Work order: Search the data below for "source"; list each line that holds it.

Information given:
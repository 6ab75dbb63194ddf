use thiserror::Error;

pub type DomainResult<T> = Result<T, DomainError>;

#[derive(Error, Debug)]
pub enum DomainError {
    #[error("Missing required properties in message: {}", .0.join(","))]
    MissingRequiredProperties(Vec<String>),

    #[error("Malformed payload: {0}")]
    MalformedPayload(String),

    #[error("Malformed pipeline message: {0}")]
    MalformedMessage(String),

    #[error("pipeline message has no steps remaining")]
    NoStepsRemaining,

    #[error("{0}")]
    DeviceMatchAmbiguous(String),

    #[error("Device registry error: {0}")]
    DeviceRegistryError(#[source] anyhow::Error),

    #[error("Step returned a value that is not a pipeline message: {0}")]
    UserStepInvalidReturn(String),

    #[error("Step failed: {0:#}")]
    StepFailed(#[from] anyhow::Error),

    #[error("Serialization error: {0}")]
    SerializationError(#[from] serde_json::Error),
}

impl DomainError {
    /// Name of the error within the pipeline taxonomy.
    ///
    /// Error envelopes prefix their diagnostic text with this so operators can
    /// tell pipeline completion apart from genuine processing failures.
    pub fn kind(&self) -> &'static str {
        match self {
            DomainError::MissingRequiredProperties(_) => "MissingRequiredProperties",
            DomainError::MalformedPayload(_) => "MalformedPayload",
            DomainError::MalformedMessage(_) => "MalformedMessage",
            DomainError::NoStepsRemaining => "NoStepsRemaining",
            DomainError::DeviceMatchAmbiguous(_) => "DeviceMatchAmbiguous",
            DomainError::DeviceRegistryError(_) => "DeviceRegistryError",
            DomainError::UserStepInvalidReturn(_) => "UserStepInvalidReturn",
            DomainError::StepFailed(_) => "StepFailed",
            DomainError::SerializationError(_) => "SerializationError",
        }
    }

    /// Full diagnostic text: the taxonomy name followed by the error and its cause chain.
    pub fn diagnostic(&self) -> String {
        let mut text = format!("{}: {}", self.kind(), self);
        let mut source = std::error::Error::source(self);
        while let Some(cause) = source {
            let cause_text = cause.to_string();
            if !text.contains(&cause_text) {
                text.push_str(": ");
                text.push_str(&cause_text);
            }
            source = cause.source();
        }
        text
    }
}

Task result:
    DeviceRegistryError(#[source] anyhow::Error),
        let mut source = std::error::Error::source(self);
        while let Some(cause) = source {
            source = cause.source();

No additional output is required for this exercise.